Physicians facing prison, fines, for cases involving fraud, prescription drugs, feds say

Doctors involved in medical investigations announced by HHS-OIG.

gavel-and-medicine © Africa Studio -

© Africa Studio -

A family physician was sentenced to more than eight years in prison for a $12 million bogus prescription scheme that defrauded the national health insurance system for veterans.

Meanwhile, another doctor was sentenced to prison for unrelated offenses involving opioids, and in a third case, a physician pleaded guilty to improper billing for services never performed.

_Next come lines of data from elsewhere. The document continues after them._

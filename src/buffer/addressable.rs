//! # Addressable bounded buffer.
//!
//! Fixed-size slots picked by index rather than by a shared cursor. Each
//! operation targets one slot: `produce(kind, index)` waits for that slot to
//! be empty, `consume(kind, index)` waits for it to hold the requested kind.
//!
//! Waiters are conditioned **per attempt**, not per slot: two wait classes
//! (`freed` for producers, `stocked` for consumers) wake every parked actor
//! whenever any slot changes, and each woken actor re-checks its own target
//! under the lock. This trades strict ordering and fairness for simple slot
//! addressing: an actor targeting a busy index gets no FIFO service
//! guarantee, and random index targeting can starve individual slots. That
//! weakness is deliberate and documented, not fixed.
//!
//! ## Missed-wakeup safety
//! A waiter registers with its wait class *while still holding* the exclusion
//! section, so a notification between re-check and park cannot be lost. Even
//! if it were, the bounded wait tick re-checks the slot anyway.

use std::sync::Mutex;
use std::sync::atomic::{AtomicBool, Ordering};
use std::time::Duration;

use tokio::sync::Notify;
use tokio::time;

use super::{Applied, Item, ItemKind, Snapshot};
use crate::error::BufferError;

/// Slot and count state guarded by the exclusion section.
struct SlotState {
    slots: Vec<Option<ItemKind>>,
    /// Always equals the number of `Some` slots.
    filled_count: usize,
}

impl SlotState {
    fn snapshot(&self) -> Snapshot {
        Snapshot {
            slots: self.slots.iter().map(|s| s.map(Item::Tagged)).collect(),
            filled: self.filled_count,
        }
    }
}

/// Bounded buffer with per-index addressing and two wait classes.
///
/// Shared by reference ([`Arc`](std::sync::Arc)) across all actors of a run.
/// All operations panic if `index >= capacity`; the coordinator only hands
/// actors indices drawn from `0..capacity`.
pub struct AddressableBuffer {
    capacity: usize,
    state: Mutex<SlotState>,
    /// Wait class for producers: some slot may have become empty.
    freed: Notify,
    /// Wait class for consumers: some slot may have become filled.
    stocked: Notify,
    /// Transitions true → false exactly once, never reverts.
    alive: AtomicBool,
    acquire_timeout: Duration,
}

impl AddressableBuffer {
    /// Creates a buffer with the given capacity (clamped to a minimum of 1)
    /// and bounded-acquire timeout.
    pub fn new(capacity: usize, acquire_timeout: Duration) -> Self {
        let capacity = capacity.max(1);
        Self {
            capacity,
            state: Mutex::new(SlotState {
                slots: vec![None; capacity],
                filled_count: 0,
            }),
            freed: Notify::new(),
            stocked: Notify::new(),
            alive: AtomicBool::new(true),
            acquire_timeout,
        }
    }

    pub fn capacity(&self) -> usize {
        self.capacity
    }

    pub fn is_alive(&self) -> bool {
        self.alive.load(Ordering::Acquire)
    }

    /// Number of currently filled slots.
    pub fn filled(&self) -> usize {
        self.state().filled_count
    }

    /// Consistent copy of the buffer's visible state.
    pub fn snapshot(&self) -> Snapshot {
        self.state().snapshot()
    }

    /// Marks the buffer non-alive and wakes both wait classes.
    ///
    /// Idempotent. Blocked operations resolve with
    /// [`BufferError::ShuttingDown`] on their next wakeup or timeout tick.
    pub fn close(&self) {
        self.alive.store(false, Ordering::Release);
        self.freed.notify_waiters();
        self.stocked.notify_waiters();
    }

    /// Writes `kind` into slot `index`, sleeping until that slot is empty.
    pub async fn produce(&self, kind: ItemKind, index: usize) -> Result<Applied, BufferError> {
        loop {
            if !self.is_alive() {
                return Err(BufferError::ShuttingDown);
            }
            let notified = self.freed.notified();
            tokio::pin!(notified);
            {
                let mut st = self.state();
                if st.slots[index].is_none() {
                    st.slots[index] = Some(kind);
                    st.filled_count += 1;
                    let applied = Applied {
                        slot: index,
                        item: Item::Tagged(kind),
                        snapshot: st.snapshot(),
                    };
                    drop(st);
                    self.stocked.notify_waiters();
                    return Ok(applied);
                }
                // Register for the wait class before releasing the lock so a
                // concurrent notify cannot slip between re-check and park.
                notified.as_mut().enable();
            }
            let _ = time::timeout(self.acquire_timeout, notified).await;
        }
    }

    /// Clears slot `index`, sleeping until it holds an item of `kind`.
    ///
    /// A slot filled with the *other* kind does not satisfy the wait; the
    /// caller stays parked until some consumer of that kind drains the slot
    /// and a matching producer refills it.
    pub async fn consume(&self, kind: ItemKind, index: usize) -> Result<Applied, BufferError> {
        loop {
            if !self.is_alive() {
                return Err(BufferError::ShuttingDown);
            }
            let notified = self.stocked.notified();
            tokio::pin!(notified);
            {
                let mut st = self.state();
                if let Some(applied) = Self::take_matching(&mut st, kind, index) {
                    drop(st);
                    self.freed.notify_waiters();
                    return Ok(applied);
                }
                notified.as_mut().enable();
            }
            let _ = time::timeout(self.acquire_timeout, notified).await;
        }
    }

    /// One bounded consume attempt: check, wait at most one acquire timeout
    /// on the `stocked` class, re-check once.
    ///
    /// Returns `Ok(None)` when the target slot still does not hold `kind`;
    /// the caller is expected to re-select another index. This is the
    /// re-selection primitive of the addressable discipline's consumers.
    pub async fn poll_consume(
        &self,
        kind: ItemKind,
        index: usize,
    ) -> Result<Option<Applied>, BufferError> {
        if !self.is_alive() {
            return Err(BufferError::ShuttingDown);
        }
        let notified = self.stocked.notified();
        tokio::pin!(notified);
        {
            let mut st = self.state();
            if let Some(applied) = Self::take_matching(&mut st, kind, index) {
                drop(st);
                self.freed.notify_waiters();
                return Ok(Some(applied));
            }
            notified.as_mut().enable();
        }
        let _ = time::timeout(self.acquire_timeout, notified).await;

        if !self.is_alive() {
            return Err(BufferError::ShuttingDown);
        }
        let taken = {
            let mut st = self.state();
            Self::take_matching(&mut st, kind, index)
        };
        if taken.is_some() {
            self.freed.notify_waiters();
        }
        Ok(taken)
    }

    /// Non-blocking produce probe. `Ok(None)` means the slot was occupied.
    pub fn try_produce(&self, kind: ItemKind, index: usize) -> Result<Option<Applied>, BufferError> {
        if !self.is_alive() {
            return Err(BufferError::ShuttingDown);
        }
        let applied = {
            let mut st = self.state();
            if st.slots[index].is_some() {
                None
            } else {
                st.slots[index] = Some(kind);
                st.filled_count += 1;
                Some(Applied {
                    slot: index,
                    item: Item::Tagged(kind),
                    snapshot: st.snapshot(),
                })
            }
        };
        if applied.is_some() {
            self.stocked.notify_waiters();
        }
        Ok(applied)
    }

    /// Non-blocking consume probe. `Ok(None)` means the slot did not hold
    /// an item of `kind`.
    pub fn try_consume(&self, kind: ItemKind, index: usize) -> Result<Option<Applied>, BufferError> {
        if !self.is_alive() {
            return Err(BufferError::ShuttingDown);
        }
        let taken = {
            let mut st = self.state();
            Self::take_matching(&mut st, kind, index)
        };
        if taken.is_some() {
            self.freed.notify_waiters();
        }
        Ok(taken)
    }

    fn take_matching(st: &mut SlotState, kind: ItemKind, index: usize) -> Option<Applied> {
        match st.slots[index] {
            Some(present) if present == kind => {
                st.slots[index] = None;
                st.filled_count -= 1;
                Some(Applied {
                    slot: index,
                    item: Item::Tagged(kind),
                    snapshot: st.snapshot(),
                })
            }
            _ => None,
        }
    }

    fn state(&self) -> std::sync::MutexGuard<'_, SlotState> {
        self.state
            .lock()
            .unwrap_or_else(std::sync::PoisonError::into_inner)
    }
}

#[cfg(test)]
mod tests {
    use super::*;
    use std::sync::Arc;

    const TICK: Duration = Duration::from_millis(50);

    fn buffer(capacity: usize) -> Arc<AddressableBuffer> {
        Arc::new(AddressableBuffer::new(capacity, TICK))
    }

    #[tokio::test]
    async fn test_produce_and_consume_same_slot() {
        let buf = buffer(4);
        let put = buf.produce(ItemKind::Orange, 2).await.unwrap();
        assert_eq!(put.slot, 2);
        assert_eq!(buf.filled(), 1);

        let got = buf.consume(ItemKind::Orange, 2).await.unwrap();
        assert_eq!(got.item, Item::Tagged(ItemKind::Orange));
        assert_eq!(buf.filled(), 0);
    }

    #[tokio::test]
    async fn test_produce_blocks_on_occupied_slot() {
        let buf = buffer(2);
        buf.produce(ItemKind::Apple, 0).await.unwrap();

        let blocked = {
            let buf = buf.clone();
            tokio::spawn(async move { buf.produce(ItemKind::Apple, 0).await })
        };
        time::sleep(TICK * 2).await;
        assert!(!blocked.is_finished());

        buf.consume(ItemKind::Apple, 0).await.unwrap();
        let res = time::timeout(TICK * 4, blocked).await.unwrap().unwrap();
        assert_eq!(res.unwrap().slot, 0);
        assert_eq!(buf.filled(), 1);
    }

    #[tokio::test]
    async fn test_consume_ignores_other_kind() {
        let buf = buffer(2);
        buf.produce(ItemKind::Orange, 1).await.unwrap();

        // An apple consumer must not take the orange, even across timeout
        // ticks and wait-class wakeups.
        let blocked = {
            let buf = buf.clone();
            tokio::spawn(async move { buf.consume(ItemKind::Apple, 1).await })
        };
        time::sleep(TICK * 3).await;
        assert!(!blocked.is_finished());
        assert_eq!(buf.filled(), 1);

        // Drain the orange and refill with an apple; the waiter completes.
        buf.consume(ItemKind::Orange, 1).await.unwrap();
        buf.produce(ItemKind::Apple, 1).await.unwrap();
        let res = time::timeout(TICK * 4, blocked).await.unwrap().unwrap();
        assert_eq!(res.unwrap().item, Item::Tagged(ItemKind::Apple));
    }

    #[tokio::test]
    async fn test_poll_consume_misses_then_hits() {
        let buf = buffer(3);
        let miss = buf.poll_consume(ItemKind::Orange, 0).await.unwrap();
        assert!(miss.is_none());

        buf.produce(ItemKind::Orange, 0).await.unwrap();
        let hit = buf.poll_consume(ItemKind::Orange, 0).await.unwrap();
        assert_eq!(hit.unwrap().item, Item::Tagged(ItemKind::Orange));
    }

    #[tokio::test]
    async fn test_try_probes() {
        let buf = buffer(2);
        assert!(buf.try_consume(ItemKind::Apple, 0).unwrap().is_none());
        assert!(buf.try_produce(ItemKind::Apple, 0).unwrap().is_some());
        // Occupied now.
        assert!(buf.try_produce(ItemKind::Orange, 0).unwrap().is_none());
        // Wrong kind stays put.
        assert!(buf.try_consume(ItemKind::Orange, 0).unwrap().is_none());
        assert!(buf.try_consume(ItemKind::Apple, 0).unwrap().is_some());
    }

    #[tokio::test]
    async fn test_close_wakes_blocked_producer() {
        let buf = buffer(1);
        buf.produce(ItemKind::Orange, 0).await.unwrap();

        let blocked = {
            let buf = buf.clone();
            tokio::spawn(async move { buf.produce(ItemKind::Orange, 0).await })
        };
        time::sleep(TICK).await;
        buf.close();

        let res = time::timeout(TICK * 2, blocked).await.unwrap().unwrap();
        assert_eq!(res, Err(BufferError::ShuttingDown));
        // The live item survived shutdown untouched.
        assert_eq!(buf.filled(), 1);
    }

    #[tokio::test]
    async fn test_snapshot_consistent_under_concurrency() {
        let buf = buffer(8);
        let mut tasks = Vec::new();
        for i in 0..8 {
            let buf = buf.clone();
            tasks.push(tokio::spawn(async move {
                let kind = if i % 2 == 0 {
                    ItemKind::Orange
                } else {
                    ItemKind::Apple
                };
                for _ in 0..10 {
                    buf.produce(kind, i).await.unwrap();
                    buf.consume(kind, i).await.unwrap();
                }
            }));
        }
        for _ in 0..20 {
            let snap = buf.snapshot();
            assert_eq!(
                snap.filled,
                snap.slots.iter().filter(|s| s.is_some()).count()
            );
            time::sleep(Duration::from_millis(1)).await;
        }
        for t in tasks {
            t.await.unwrap();
        }
        assert_eq!(buf.filled(), 0);
    }
}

The cases were announced this week by the U.S. Department of Health and Human Services’ Office of the Inspector General (HHS-OIG) in conjunction with the U.S. Department of Justice (DOJ).

Arkansas fraud

Joe David May, MD, also known as Jay May, 42, was sentenced to 102 months in prison for 22 counts of conspiracy, wire fraud, mail fraud, violating the Anti-Kick Statute, lying to the FBI, falsifying records, and aggravated identity theft, according to the U.S. Attorney’s Office for the Eastern District of Arkansas. May’s profile described him as a family physician with an office in Conway, Arkansas, and affiliated with four hospitals.

In a jury trial, evidence “showed May stood at the center of a bogus prescription-drug assembly line and, later, went to great lengths in a failed bid to cover it up,” the U.S. Attorney’s Office said. May took cash and “rubber stamped” 226 unnecessary prescriptions for compounded drugs for military personnel and veterans using the Tricare insurance system, which paid more than $4.63 million for the drugs.

“All but one of his prescriptions were for ‘patients’ May did not know, never treated, and knew nothing about,” according to the U.S. Attorney’s Office. May had nine co-conspirators who pled guilty to conspiracy and faced months of prison and monetary forfeitures. Investigators recovered almost $8 million in the cases.

Prescription drugs

Thomas Keller, MD, 75, a pain management doctor of Santa Rosa, California, was sentenced to 30 months in prison for prescribing oxycodone and other opioids that led to the death of a 17-year-old patient, according to the U.S. Attorney’s Office for the Northern District of California.

The drugs were prescribed in large doses and for no legitimate medical need, and the patient was struggling with mental health issues. Keller give the patient drugs starting in 2016 and the patient died of an overdose in 2017.

Keller was convicted in a jury trial, according to the U.S. Attorney’s Office.

Procedures never done

Howard Jackson, MD, 69, a podiatrist, pleaded guilty to committing health care fraud from 2016 to 2020, for billing Medicare and Medicaid for procedures he did not perform, according to the U.S. Attorney’s Office for the Southern District of Illinois. Jackson practiced in East St. Louis, Illinois, and billed Medicare and Medicaid for at least $144,694 for nail surgeries he did not perform. He is scheduled to be sentenced in July, according to the U.S. Attorney’s Office.